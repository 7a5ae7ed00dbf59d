//! Analysis stages run on an aggregated snapshot
//!
//! All stages are pure functions over borrowed inputs. They return `None`
//! instead of failing when their inputs do not allow a computation.

pub mod aggregator;
pub mod peers;
pub mod scoring;
pub mod valuation;

pub use aggregator::{Aggregator, DataFreshness, Snapshot, SourceOutcomes, SourceStatus};
pub use scoring::{Factor, FactorScore, FundamentalScore};
pub use valuation::FairValue;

§ **The problem**: Every record should be retyped so that it matches the original exactly.

§ **Your solution**:
repository 7a5ae7ed00dbf59d
//! Analysis stages run on an aggregated snapshot
//!
//! All stages are pure functions over borrowed inputs. They return `None`
//! instead of failing when their inputs do not allow a computation.

pub mod aggregator;
pub mod peers;
pub mod scoring;
pub mod valuation;

pub use aggregator::{Aggregator, DataFreshness, Snapshot, SourceOutcomes, SourceStatus};
pub use scoring::{Factor, FactorScore, FundamentalScore};
pub use valuation::FairValue;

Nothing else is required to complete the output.